Task description: Below is a listing; repeat exactly the lines from the one containing "let info = match" to the one containing "pub fn feed(&mut", both included.

Segment Start: Data supplied

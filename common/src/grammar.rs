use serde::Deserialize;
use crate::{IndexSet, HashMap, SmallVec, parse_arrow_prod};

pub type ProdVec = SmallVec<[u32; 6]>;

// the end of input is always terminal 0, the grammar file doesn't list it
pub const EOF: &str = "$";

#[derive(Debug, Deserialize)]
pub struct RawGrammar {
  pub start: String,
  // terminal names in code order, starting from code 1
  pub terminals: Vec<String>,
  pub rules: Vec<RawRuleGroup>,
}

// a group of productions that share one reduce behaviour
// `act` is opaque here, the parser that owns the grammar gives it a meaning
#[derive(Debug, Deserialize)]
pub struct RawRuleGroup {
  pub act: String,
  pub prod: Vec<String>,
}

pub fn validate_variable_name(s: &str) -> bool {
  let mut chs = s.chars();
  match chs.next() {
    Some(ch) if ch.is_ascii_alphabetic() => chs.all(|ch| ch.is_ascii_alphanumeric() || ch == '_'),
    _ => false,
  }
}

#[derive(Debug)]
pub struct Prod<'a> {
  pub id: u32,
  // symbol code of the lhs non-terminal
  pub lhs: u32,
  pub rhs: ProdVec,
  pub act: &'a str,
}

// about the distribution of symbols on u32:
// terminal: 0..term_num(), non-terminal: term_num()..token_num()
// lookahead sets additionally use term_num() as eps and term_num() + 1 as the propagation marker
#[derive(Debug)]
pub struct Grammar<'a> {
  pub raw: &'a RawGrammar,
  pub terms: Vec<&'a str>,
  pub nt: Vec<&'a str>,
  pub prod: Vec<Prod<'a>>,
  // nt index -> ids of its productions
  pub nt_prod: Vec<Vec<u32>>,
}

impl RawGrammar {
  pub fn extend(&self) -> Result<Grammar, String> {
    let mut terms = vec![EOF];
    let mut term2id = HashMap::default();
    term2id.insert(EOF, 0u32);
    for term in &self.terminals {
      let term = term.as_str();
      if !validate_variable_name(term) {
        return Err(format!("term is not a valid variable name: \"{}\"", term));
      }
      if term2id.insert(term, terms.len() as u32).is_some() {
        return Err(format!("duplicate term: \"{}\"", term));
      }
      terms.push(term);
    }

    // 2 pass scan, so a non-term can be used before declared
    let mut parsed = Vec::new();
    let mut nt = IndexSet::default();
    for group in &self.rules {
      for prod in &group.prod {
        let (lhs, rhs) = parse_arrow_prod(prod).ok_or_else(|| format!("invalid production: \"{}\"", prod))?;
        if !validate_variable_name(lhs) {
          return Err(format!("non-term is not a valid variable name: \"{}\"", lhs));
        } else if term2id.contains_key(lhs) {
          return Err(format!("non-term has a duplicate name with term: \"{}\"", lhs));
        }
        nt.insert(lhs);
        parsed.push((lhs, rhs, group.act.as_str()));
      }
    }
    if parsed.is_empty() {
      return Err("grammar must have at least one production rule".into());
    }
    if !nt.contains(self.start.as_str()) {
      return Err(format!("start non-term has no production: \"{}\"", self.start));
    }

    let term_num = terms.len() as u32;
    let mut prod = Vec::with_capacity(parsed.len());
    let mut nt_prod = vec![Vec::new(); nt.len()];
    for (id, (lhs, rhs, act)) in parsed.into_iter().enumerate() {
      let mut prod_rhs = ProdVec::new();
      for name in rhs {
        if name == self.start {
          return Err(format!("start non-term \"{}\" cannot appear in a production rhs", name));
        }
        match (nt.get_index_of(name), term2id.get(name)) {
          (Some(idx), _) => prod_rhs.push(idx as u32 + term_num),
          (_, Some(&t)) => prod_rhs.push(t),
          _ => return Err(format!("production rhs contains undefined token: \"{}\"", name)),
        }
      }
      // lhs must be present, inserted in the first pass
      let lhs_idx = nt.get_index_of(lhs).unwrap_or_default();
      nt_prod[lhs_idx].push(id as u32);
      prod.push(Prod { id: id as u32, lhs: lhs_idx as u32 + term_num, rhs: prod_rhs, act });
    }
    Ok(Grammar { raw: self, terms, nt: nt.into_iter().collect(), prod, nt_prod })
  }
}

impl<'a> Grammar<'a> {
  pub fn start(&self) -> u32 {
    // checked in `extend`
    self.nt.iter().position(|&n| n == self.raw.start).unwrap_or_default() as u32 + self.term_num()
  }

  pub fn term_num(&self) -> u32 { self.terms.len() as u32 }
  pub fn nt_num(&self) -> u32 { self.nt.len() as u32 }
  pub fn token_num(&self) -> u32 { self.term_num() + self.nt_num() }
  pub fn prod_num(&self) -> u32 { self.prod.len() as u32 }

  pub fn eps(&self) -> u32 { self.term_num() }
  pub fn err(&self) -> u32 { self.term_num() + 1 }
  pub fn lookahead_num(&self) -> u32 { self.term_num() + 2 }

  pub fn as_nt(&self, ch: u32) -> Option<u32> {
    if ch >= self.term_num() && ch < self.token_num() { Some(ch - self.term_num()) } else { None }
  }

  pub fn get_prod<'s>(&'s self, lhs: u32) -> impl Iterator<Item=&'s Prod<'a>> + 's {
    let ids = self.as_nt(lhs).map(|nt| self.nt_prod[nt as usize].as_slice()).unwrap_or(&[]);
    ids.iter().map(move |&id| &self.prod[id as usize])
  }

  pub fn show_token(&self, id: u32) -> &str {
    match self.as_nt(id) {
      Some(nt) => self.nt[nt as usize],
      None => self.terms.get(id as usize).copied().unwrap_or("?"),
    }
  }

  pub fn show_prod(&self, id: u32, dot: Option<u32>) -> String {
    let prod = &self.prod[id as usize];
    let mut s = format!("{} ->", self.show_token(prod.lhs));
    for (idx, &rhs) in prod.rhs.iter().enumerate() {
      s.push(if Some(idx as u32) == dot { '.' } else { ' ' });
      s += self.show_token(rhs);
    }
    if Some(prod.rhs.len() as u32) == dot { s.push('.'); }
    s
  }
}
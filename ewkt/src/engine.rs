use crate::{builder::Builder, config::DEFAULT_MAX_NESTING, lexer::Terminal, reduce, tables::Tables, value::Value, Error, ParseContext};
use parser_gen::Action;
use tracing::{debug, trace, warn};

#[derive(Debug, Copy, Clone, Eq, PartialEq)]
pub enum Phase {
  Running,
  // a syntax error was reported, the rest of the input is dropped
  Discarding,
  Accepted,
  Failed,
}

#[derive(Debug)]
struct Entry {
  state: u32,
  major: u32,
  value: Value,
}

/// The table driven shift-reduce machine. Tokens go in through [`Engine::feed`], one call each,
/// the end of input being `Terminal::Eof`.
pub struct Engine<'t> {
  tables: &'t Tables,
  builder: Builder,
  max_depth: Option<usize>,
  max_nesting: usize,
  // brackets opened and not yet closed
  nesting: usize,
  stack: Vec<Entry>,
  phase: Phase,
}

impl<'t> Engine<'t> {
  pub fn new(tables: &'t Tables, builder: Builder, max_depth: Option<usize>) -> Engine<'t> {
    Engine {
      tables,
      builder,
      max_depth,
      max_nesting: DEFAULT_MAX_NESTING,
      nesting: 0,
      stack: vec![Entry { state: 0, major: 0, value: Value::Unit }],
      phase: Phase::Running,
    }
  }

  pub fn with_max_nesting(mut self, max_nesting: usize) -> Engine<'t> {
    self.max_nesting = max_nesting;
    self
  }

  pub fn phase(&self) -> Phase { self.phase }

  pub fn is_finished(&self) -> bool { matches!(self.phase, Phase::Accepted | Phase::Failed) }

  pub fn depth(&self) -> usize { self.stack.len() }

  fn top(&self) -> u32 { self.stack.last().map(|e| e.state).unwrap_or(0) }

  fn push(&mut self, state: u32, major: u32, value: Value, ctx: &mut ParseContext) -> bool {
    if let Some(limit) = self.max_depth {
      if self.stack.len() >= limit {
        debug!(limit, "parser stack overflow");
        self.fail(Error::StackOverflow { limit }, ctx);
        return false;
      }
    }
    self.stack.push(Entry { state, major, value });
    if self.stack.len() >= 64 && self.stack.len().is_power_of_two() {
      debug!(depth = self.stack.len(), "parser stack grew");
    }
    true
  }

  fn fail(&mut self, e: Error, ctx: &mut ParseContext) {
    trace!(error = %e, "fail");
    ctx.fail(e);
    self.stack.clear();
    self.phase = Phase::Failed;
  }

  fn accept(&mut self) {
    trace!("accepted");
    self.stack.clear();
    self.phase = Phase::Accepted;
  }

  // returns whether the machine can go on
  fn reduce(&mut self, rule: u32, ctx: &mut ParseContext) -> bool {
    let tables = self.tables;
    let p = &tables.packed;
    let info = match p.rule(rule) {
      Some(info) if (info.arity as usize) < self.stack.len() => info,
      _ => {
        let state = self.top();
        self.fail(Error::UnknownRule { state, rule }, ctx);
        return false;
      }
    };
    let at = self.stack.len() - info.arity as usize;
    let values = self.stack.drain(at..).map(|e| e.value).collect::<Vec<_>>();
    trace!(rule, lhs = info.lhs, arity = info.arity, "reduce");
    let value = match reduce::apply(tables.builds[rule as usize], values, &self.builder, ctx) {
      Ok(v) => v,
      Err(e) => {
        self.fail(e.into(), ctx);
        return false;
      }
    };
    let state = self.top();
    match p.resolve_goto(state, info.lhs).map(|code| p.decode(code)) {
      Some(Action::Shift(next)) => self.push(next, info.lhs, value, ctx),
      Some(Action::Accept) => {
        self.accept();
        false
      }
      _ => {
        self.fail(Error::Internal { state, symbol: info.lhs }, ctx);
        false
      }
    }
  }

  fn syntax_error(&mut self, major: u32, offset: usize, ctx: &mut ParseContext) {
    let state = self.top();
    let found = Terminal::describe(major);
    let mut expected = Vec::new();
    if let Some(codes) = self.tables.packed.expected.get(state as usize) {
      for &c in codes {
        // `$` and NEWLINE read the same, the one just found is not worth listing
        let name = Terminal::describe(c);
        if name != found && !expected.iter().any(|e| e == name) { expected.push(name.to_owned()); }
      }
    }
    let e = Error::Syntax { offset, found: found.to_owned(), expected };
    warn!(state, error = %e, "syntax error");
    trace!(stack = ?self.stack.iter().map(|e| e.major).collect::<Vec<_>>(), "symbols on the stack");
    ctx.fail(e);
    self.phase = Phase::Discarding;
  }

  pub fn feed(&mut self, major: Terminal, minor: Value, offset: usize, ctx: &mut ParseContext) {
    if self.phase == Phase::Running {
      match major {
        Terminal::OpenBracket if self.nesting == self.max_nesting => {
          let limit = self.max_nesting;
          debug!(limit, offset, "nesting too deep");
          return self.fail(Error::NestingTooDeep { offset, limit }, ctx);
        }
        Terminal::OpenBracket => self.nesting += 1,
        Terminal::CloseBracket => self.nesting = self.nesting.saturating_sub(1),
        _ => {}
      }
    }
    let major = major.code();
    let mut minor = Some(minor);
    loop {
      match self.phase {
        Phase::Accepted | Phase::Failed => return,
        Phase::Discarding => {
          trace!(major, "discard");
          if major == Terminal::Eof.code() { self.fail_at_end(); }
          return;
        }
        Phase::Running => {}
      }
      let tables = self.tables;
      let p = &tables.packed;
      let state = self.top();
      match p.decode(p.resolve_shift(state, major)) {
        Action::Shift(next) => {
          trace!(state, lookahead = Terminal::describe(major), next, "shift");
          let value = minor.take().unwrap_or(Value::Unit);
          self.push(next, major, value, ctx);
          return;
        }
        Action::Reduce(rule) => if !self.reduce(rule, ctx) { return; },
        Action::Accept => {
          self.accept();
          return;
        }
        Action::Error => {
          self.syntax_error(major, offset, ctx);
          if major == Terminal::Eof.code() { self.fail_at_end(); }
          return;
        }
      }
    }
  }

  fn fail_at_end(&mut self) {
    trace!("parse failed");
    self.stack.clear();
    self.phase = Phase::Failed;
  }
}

Segment End: Data supplied

Result of this task:
    let info = match p.rule(rule) {
      Some(info) if (info.arity as usize) < self.stack.len() => info,
      _ => {
        let state = self.top();
        self.fail(Error::UnknownRule { state, rule }, ctx);
        return false;
      }
    };
    let at = self.stack.len() - info.arity as usize;
    let values = self.stack.drain(at..).map(|e| e.value).collect::<Vec<_>>();
    trace!(rule, lhs = info.lhs, arity = info.arity, "reduce");
    let value = match reduce::apply(tables.builds[rule as usize], values, &self.builder, ctx) {
      Ok(v) => v,
      Err(e) => {
        self.fail(e.into(), ctx);
        return false;
      }
    };
    let state = self.top();
    match p.resolve_goto(state, info.lhs).map(|code| p.decode(code)) {
      Some(Action::Shift(next)) => self.push(next, info.lhs, value, ctx),
      Some(Action::Accept) => {
        self.accept();
        false
      }
      _ => {
        self.fail(Error::Internal { state, symbol: info.lhs }, ctx);
        false
      }
    }
  }

  fn syntax_error(&mut self, major: u32, offset: usize, ctx: &mut ParseContext) {
    let state = self.top();
    let found = Terminal::describe(major);
    let mut expected = Vec::new();
    if let Some(codes) = self.tables.packed.expected.get(state as usize) {
      for &c in codes {
        // `$` and NEWLINE read the same, the one just found is not worth listing
        let name = Terminal::describe(c);
        if name != found && !expected.iter().any(|e| e == name) { expected.push(name.to_owned()); }
      }
    }
    let e = Error::Syntax { offset, found: found.to_owned(), expected };
    warn!(state, error = %e, "syntax error");
    trace!(stack = ?self.stack.iter().map(|e| e.major).collect::<Vec<_>>(), "symbols on the stack");
    ctx.fail(e);
    self.phase = Phase::Discarding;
  }

  pub fn feed(&mut self, major: Terminal, minor: Value, offset: usize, ctx: &mut ParseContext) {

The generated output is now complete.